In a statement, Ticketmaster said some of its customer data may have been accessed by an unknown intruder. Email notifications were sent to customers who purchased tickets between February and June 23, 2018, the company said.
Names, addresses, email addresses, telephone numbers, and payment card details may have been compromised.
“Forensic teams and security experts are working around the clock to understand how the data was compromised,” the company said. “We are working with relevant authorities, as well as credit card companies and banks.”
Despite an apparent ongoing investigation, the company claimed Wednesday that less than 5 percent of its global customer base was affected. “Customers in North America have not been affected,” the company said.
The company said the breach occurred at Ibenta Technologies, a third-party supplier hosting a Ticketmaster customer support product. According to Ibenta’s website, the company provides an AI chat-based support agent able to reply to customer questions when live staff are unavailable.
An attempt to reach an Ibenta spokesperson by phone was unsuccessful.

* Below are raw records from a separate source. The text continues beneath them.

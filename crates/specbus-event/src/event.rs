//! Delivered events.

use serde::de::DeserializeOwned;
use serde::{Deserialize, Serialize};
use serde_json::Value;
use specbus_types::{build_dispatch_key, DispatchKey, ValidationError};

/// An event as delivered to a subscriber's `handle_event`.
///
/// Built by the mediator for each publish call and handed to every
/// matching subscriber by reference; never stored.
///
/// # Example
///
/// ```
/// use specbus_event::Event;
/// use serde_json::json;
///
/// let evt = Event::new("App", "APP1", "system", "start", json!({"ok": true}), 1_700_000_000_000);
/// assert_eq!(evt.key().unwrap().as_str(), "system:start");
///
/// let wire = serde_json::to_value(&evt).unwrap();
/// assert_eq!(wire["componentName"], "App");
/// ```
#[derive(Debug, Clone, PartialEq, Serialize, Deserialize)]
#[serde(rename_all = "camelCase")]
pub struct Event {
    /// Name of the publishing component.
    pub component_name: String,
    /// Code of the publishing component.
    pub component_code: String,
    /// Channel the event was published on.
    pub channel: String,
    /// Event name within the channel.
    pub event: String,
    /// Payload, passed through untouched.
    pub data: Value,
    /// Publisher-supplied timestamp in milliseconds.
    pub timestamp: i64,
}

impl Event {
    /// Creates a new event.
    #[must_use]
    pub fn new(
        component_name: impl Into<String>,
        component_code: impl Into<String>,
        channel: impl Into<String>,
        event: impl Into<String>,
        data: Value,
        timestamp: i64,
    ) -> Self {
        Self {
            component_name: component_name.into(),
            component_code: component_code.into(),
            channel: channel.into(),
            event: event.into(),
            data,
            timestamp,
        }
    }

    /// Returns the dispatch key of this event.
    ///
    /// # Errors
    ///
    /// Returns [`ValidationError`] if the channel or event name is malformed.
    pub fn key(&self) -> Result<DispatchKey, ValidationError> {
        build_dispatch_key(&self.channel, &self.event)
    }

    /// Returns `true` if this event is `channel:event`.
    #[must_use]
    pub fn is(&self, channel: &str, event: &str) -> bool {
        self.channel == channel && self.event == event
    }

    /// Deserializes the payload into `T`.
    ///
    /// # Errors
    ///
    /// Returns the serde error if the payload does not match `T`.
    pub fn data_as<T: DeserializeOwned>(&self) -> Result<T, serde_json::Error> {
        T::deserialize(&self.data)
    }
}
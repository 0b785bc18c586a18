//! Configuration management with hierarchical layering.
//!
//! # Architecture
//!
//! ```text
//! Priority (highest to lowest):
//!
//! ┌────────────────────────────────────────────┐
//! │  1. Environment Variables (SPECBUS_*)      │  Runtime override
//! ├────────────────────────────────────────────┤
//! │  2. Project Config (.specbus/config.toml)  │  Project-specific
//! ├────────────────────────────────────────────┤
//! │  3. Global Config (~/.specbus/config.toml) │  User defaults
//! ├────────────────────────────────────────────┤
//! │  4. Default Values (compile-time)          │  Fallback
//! └────────────────────────────────────────────┘
//! ```
//!
//! # Environment Variables
//!
//! | Variable | Config Field | Type |
//! |----------|--------------|------|
//! | `SPECBUS_DEBUG` | `debug` | bool |
//! | `SPECBUS_CATCH_PANICS` | `dispatch.catch_panics` | bool |
//! | `SPECBUS_SLOW_HANDLER_MS` | `dispatch.slow_handler_warn_ms` | u64 |
//! | `SPECBUS_LOG_LEVEL` | `logging.level` | String |
//!
//! # Example Configuration
//!
//! ```toml
//! # ~/.specbus/config.toml
//! debug = false
//!
//! [dispatch]
//! catch_panics = true
//! slow_handler_warn_ms = 50
//! trace_deliveries = false
//!
//! [logging]
//! level = "warn"
//! ```

mod error;
mod loader;
mod types;

pub use error::ConfigError;
pub use loader::ConfigLoader;
pub use types::{BusConfig, DispatchConfig, LoggingConfig};

/// Default global config directory.
pub fn default_config_dir() -> std::path::PathBuf {
    dirs::home_dir()
        .unwrap_or_else(|| std::path::PathBuf::from("."))
        .join(".specbus")
}

/// Default global config file path.
pub fn default_config_path() -> std::path::PathBuf {
    default_config_dir().join(PROJECT_CONFIG_FILE)
}

/// Project config directory name.
pub const PROJECT_CONFIG_DIR: &str = ".specbus";

/// Project config file name.
pub const PROJECT_CONFIG_FILE: &str = "config.toml";
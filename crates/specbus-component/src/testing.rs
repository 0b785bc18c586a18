//! Test doubles for mediator and lifecycle tests.
//!
//! [`RecordingComponent`] is a [`Component`] that records every delivered
//! event and lifecycle call, and can be told to fail or panic.
//!
//! # Features
//!
//! - Delivery log with the exact [`Event`] values received
//! - Lifecycle log (`initialize` / `destroy` calls, in order)
//! - Configurable failure: `Err` from the handler, panic, failed init, or
//!   panicking destroy
//! - Delivery hook, e.g. to unregister from inside a handler
//!
//! # Example
//!
//! ```
//! use specbus_component::testing::{LifecycleCall, RecordingComponent};
//! use specbus_component::Component;
//! use specbus_event::Event;
//! use serde_json::json;
//!
//! let toolbar = RecordingComponent::new("Toolbar", "TB1").subscribe("system", "start");
//!
//! toolbar.initialize().unwrap();
//! toolbar
//!     .handle_event(&Event::new("App", "APP1", "system", "start", json!({}), 1))
//!     .unwrap();
//!
//! assert_eq!(toolbar.event_count(), 1);
//! assert_eq!(toolbar.lifecycle(), vec![LifecycleCall::Initialize]);
//! ```

use crate::{Component, ComponentError};
use parking_lot::Mutex;
use specbus_event::{Event, PublicationEntry, PublicationSpec, SubscriptionSpec};

/// A lifecycle call observed by a [`RecordingComponent`].
#[derive(Debug, Clone, Copy, PartialEq, Eq)]
pub enum LifecycleCall {
    /// `initialize()` was called.
    Initialize,
    /// `destroy()` was called.
    Destroy,
}

/// How [`RecordingComponent::handle_event`] behaves after recording.
#[derive(Debug, Clone, PartialEq, Eq)]
pub enum HandlerBehavior {
    /// Return `Ok(())`.
    Succeed,
    /// Return `ComponentError::ExecutionFailed` with this message.
    Fail(String),
    /// Panic with this message.
    Panic(String),
}

type DeliveryHook = Box<dyn Fn(&Event) + Send + Sync>;

/// Recording [`Component`] for tests.
pub struct RecordingComponent {
    name: String,
    code: String,
    description: String,
    subscriptions: SubscriptionSpec,
    publications: PublicationSpec,
    behavior: Mutex<HandlerBehavior>,
    init_error: Option<String>,
    destroy_panic: Option<String>,
    hook: Option<DeliveryHook>,
    events: Mutex<Vec<Event>>,
    lifecycle: Mutex<Vec<LifecycleCall>>,
}

impl RecordingComponent {
    /// Creates a component that subscribes to nothing.
    #[must_use]
    pub fn new(name: impl Into<String>, code: impl Into<String>) -> Self {
        Self {
            name: name.into(),
            code: code.into(),
            description: String::new(),
            subscriptions: SubscriptionSpec::new(),
            publications: PublicationSpec::new(),
            behavior: Mutex::new(HandlerBehavior::Succeed),
            init_error: None,
            destroy_panic: None,
            hook: None,
            events: Mutex::new(Vec::new()),
            lifecycle: Mutex::new(Vec::new()),
        }
    }

    /// Adds a `channel:event` subscription.
    #[must_use]
    pub fn subscribe(mut self, channel: &str, event: &str) -> Self {
        self.subscriptions = self.subscriptions.with_event(channel, event);
        self
    }

    /// Replaces the subscription spec.
    #[must_use]
    pub fn with_subscriptions(mut self, spec: SubscriptionSpec) -> Self {
        self.subscriptions = spec;
        self
    }

    /// Adds a `channel:event` publication.
    #[must_use]
    pub fn publish(mut self, channel: &str, event: &str) -> Self {
        self.publications = self
            .publications
            .with_entry(PublicationEntry::new(channel, event));
        self
    }

    /// Sets the description.
    #[must_use]
    pub fn with_description(mut self, description: impl Into<String>) -> Self {
        self.description = description.into();
        self
    }

    /// Makes `handle_event` return `ExecutionFailed(message)`.
    #[must_use]
    pub fn failing(self, message: impl Into<String>) -> Self {
        *self.behavior.lock() = HandlerBehavior::Fail(message.into());
        self
    }

    /// Makes `handle_event` panic with `message`.
    #[must_use]
    pub fn panicking(self, message: impl Into<String>) -> Self {
        *self.behavior.lock() = HandlerBehavior::Panic(message.into());
        self
    }

    /// Makes `initialize` return `InitFailed(message)`.
    #[must_use]
    pub fn failing_init(mut self, message: impl Into<String>) -> Self {
        self.init_error = Some(message.into());
        self
    }

    /// Makes `destroy` panic with `message` after recording the call.
    #[must_use]
    pub fn panicking_destroy(mut self, message: impl Into<String>) -> Self {
        self.destroy_panic = Some(message.into());
        self
    }

    /// Runs `hook` after each delivery is recorded.
    #[must_use]
    pub fn on_delivery<F>(mut self, hook: F) -> Self
    where
        F: Fn(&Event) + Send + Sync + 'static,
    {
        self.hook = Some(Box::new(hook));
        self
    }

    /// Changes handler behavior after construction.
    pub fn set_behavior(&self, behavior: HandlerBehavior) {
        *self.behavior.lock() = behavior;
    }

    /// Returns every delivered event, in delivery order.
    #[must_use]
    pub fn events(&self) -> Vec<Event> {
        self.events.lock().clone()
    }

    /// Returns the number of delivered events.
    #[must_use]
    pub fn event_count(&self) -> usize {
        self.events.lock().len()
    }

    /// Returns the lifecycle calls, in order.
    #[must_use]
    pub fn lifecycle(&self) -> Vec<LifecycleCall> {
        self.lifecycle.lock().clone()
    }

    /// Returns how many times `call` was observed.
    #[must_use]
    pub fn lifecycle_count(&self, call: LifecycleCall) -> usize {
        self.lifecycle.lock().iter().filter(|c| **c == call).count()
    }
}

impl Component for RecordingComponent {
    fn name(&self) -> &str {
        &self.name
    }

    fn code(&self) -> &str {
        &self.code
    }

    fn description(&self) -> &str {
        &self.description
    }

    fn subscription_spec(&self) -> &SubscriptionSpec {
        &self.subscriptions
    }

    fn publication_spec(&self) -> &PublicationSpec {
        &self.publications
    }

    fn handle_event(&self, event: &Event) -> Result<(), ComponentError> {
        self.events.lock().push(event.clone());

        if let Some(hook) = &self.hook {
            hook(event);
        }

        let behavior = self.behavior.lock().clone();
        match behavior {
            HandlerBehavior::Succeed => Ok(()),
            HandlerBehavior::Fail(message) => Err(ComponentError::ExecutionFailed(message)),
            HandlerBehavior::Panic(message) => panic!("{message}"),
        }
    }

    fn initialize(&self) -> Result<(), ComponentError> {
        self.lifecycle.lock().push(LifecycleCall::Initialize);
        match &self.init_error {
            Some(message) => Err(ComponentError::InitFailed(message.clone())),
            None => Ok(()),
        }
    }

    fn destroy(&self) {
        self.lifecycle.lock().push(LifecycleCall::Destroy);
        if let Some(message) = &self.destroy_panic {
            panic!("{message}");
        }
    }
}

impl std::fmt::Debug for RecordingComponent {
    fn fmt(&self, f: &mut std::fmt::Formatter<'_>) -> std::fmt::Result {
        f.debug_struct("RecordingComponent")
            .field("name", &self.name)
            .field("code", &self.code)
            .field("events", &self.event_count())
            .finish()
    }
}
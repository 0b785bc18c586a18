//! Non-owning access to a mediator.

use super::{Mediator, MediatorError, PublishReport};
use serde_json::Value;
use specbus_component::Component;
use std::sync::{Arc, Weak};

/// Weak handle to a [`Mediator`].
///
/// Components and lifecycle adapters hold this instead of the mediator
/// itself, so the owner decides when the bus goes away. Once the mediator
/// is dropped or shut down, every operation returns
/// [`MediatorError::Unavailable`].
#[derive(Clone, Default)]
pub struct MediatorHandle {
    inner: Weak<Mediator>,
}

impl MediatorHandle {
    pub(crate) fn new(inner: Weak<Mediator>) -> Self {
        Self { inner }
    }

    /// Returns a handle that was never attached to a mediator.
    #[must_use]
    pub fn detached() -> Self {
        Self::default()
    }

    /// Returns the mediator if it still exists and is live.
    ///
    /// # Errors
    ///
    /// Returns [`MediatorError::Unavailable`] otherwise.
    pub fn upgrade(&self) -> Result<Arc<Mediator>, MediatorError> {
        match self.inner.upgrade() {
            Some(mediator) if mediator.is_live() => Ok(mediator),
            _ => Err(MediatorError::Unavailable),
        }
    }

    /// Returns `true` if the mediator exists and is live.
    #[must_use]
    pub fn is_live(&self) -> bool {
        self.upgrade().is_ok()
    }

    /// See [`Mediator::register`].
    ///
    /// # Errors
    ///
    /// [`MediatorError::Unavailable`], or whatever the mediator returns.
    pub fn register(&self, component: Arc<dyn Component>) -> Result<(), MediatorError> {
        self.upgrade()?.register(component)
    }

    /// See [`Mediator::unregister`].
    ///
    /// # Errors
    ///
    /// [`MediatorError::Unavailable`].
    pub fn unregister(&self, component: &dyn Component) -> Result<bool, MediatorError> {
        self.upgrade()?.unregister(component)
    }

    /// See [`Mediator::unregister_by_name`].
    ///
    /// # Errors
    ///
    /// [`MediatorError::Unavailable`].
    pub fn unregister_by_name(&self, name: &str) -> Result<bool, MediatorError> {
        self.upgrade()?.unregister_by_name(name)
    }

    /// See [`Mediator::publish`].
    ///
    /// # Errors
    ///
    /// [`MediatorError::Unavailable`], or [`MediatorError::Validation`] for
    /// a malformed channel or event name.
    pub fn publish(
        &self,
        source_name: &str,
        source_code: &str,
        channel: &str,
        event: &str,
        data: Value,
        timestamp: i64,
    ) -> Result<PublishReport, MediatorError> {
        self.upgrade()?
            .publish(source_name, source_code, channel, event, data, timestamp)
    }
}

impl std::fmt::Debug for MediatorHandle {
    fn fmt(&self, f: &mut std::fmt::Formatter<'_>) -> std::fmt::Result {
        f.debug_struct("MediatorHandle")
            .field("live", &self.is_live())
            .finish()
    }
}
//! Lifecycle adapter: mount components for the duration of a scope.
//!
//! A host (a view, a page, a plugin session) owns a
//! [`LifecycleAdapter`] built from a [`ComponentTemplate`]. Each time the
//! host's scope begins it calls [`LifecycleAdapter::enter`] with the
//! extension specs for that mount; the returned [`ScopedComponent`] keeps
//! the instance registered until it is exited or dropped.
//!
//! ```text
//! enter(ext_sub, ext_pub)
//!   ├─ merge(base, ext)           (SPEC_* on conflict, nothing registered)
//!   ├─ new HandlerComponent       (fresh InstanceId, merged specs by value)
//!   └─ Mediator::register ──► initialize()
//!
//! ScopedComponent::exit() / drop
//!   └─ Mediator::unregister_by_name ──► destroy() ──► removed
//! ```
//!
//! Teardown matches by name, so it still succeeds if the mediator's view
//! of the component changed while mounted. Exiting twice is a no-op.

mod adapter;
mod template;

pub use adapter::{LifecycleAdapter, ScopedComponent};
pub use template::{ComponentTemplate, DestroyHook, HandlerComponent, InitHook};
//! Mediator: the component bus.
//!
//! Components never reference each other. They register with a
//! [`Mediator`] and publish `(channel, event, data)`; the mediator delivers
//! to every registered component whose merged subscription spec declares
//! the pair.
//!
//! ```text
//!   Toolbar ──publish("system","start")──┐
//!                                        ▼
//!                               ┌─────────────────┐
//!                               │    Mediator     │
//!                               │  ┌───────────┐  │  snapshot,
//!                               │  │ Registry  │──┼─ filter by subscription
//!                               │  └───────────┘  │
//!                               └────────┬────────┘
//!                     ┌──────────────────┼──────────────────┐
//!                     ▼                  ▼                  ▼
//!                ┌─────────┐        ┌─────────┐        ┌─────────┐
//!                │ Toolbar │        │  Grid   │        │  Form   │
//!                │  (yes)  │        │  (no)   │        │  (yes)  │
//!                └─────────┘        └─────────┘        └─────────┘
//! ```
//!
//! # Failure isolation
//!
//! | Situation | Result |
//! |-----------|--------|
//! | Malformed channel/event | `publish` returns a `VALIDATION_*` error |
//! | Handler returns `Err` | Logged as `HANDLER_FAILED`, delivery continues |
//! | Handler panics | Logged as `HANDLER_PANICKED`, delivery continues |
//! | Handler panics, `catch_panics = false` | Panic unwinds out of `publish` |
//! | `destroy` panics | Component removed anyway; panic logged (or resumed) |
//! | No subscriber | Report with `matched == 0` |
//! | Mediator gone | `MEDIATOR_UNAVAILABLE` through every handle |

mod error;
mod handle;
#[allow(clippy::module_inception)]
mod mediator;
mod report;

pub use error::{HandlerExecutionError, MediatorError};
pub use handle::MediatorHandle;
pub use mediator::Mediator;
pub use report::PublishReport;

This is the second breach in less than a month affecting online ticket retailers. In late May, Ticketfly revealed a breach that it later said impacted “approximately 27 million” customer accounts.
Ticketmaster said it learned of the incident on Saturday, June 23, and immediately disabled the Ibenta product across all of its websites. When customers next login to Ticketmaster, they’ll be asked to reset their passwords.
Ticketmaster also said it will offer free identity monitoring services to any customers impacted by the breach and has recommended customers monitor their account statements for any evidence of fraud.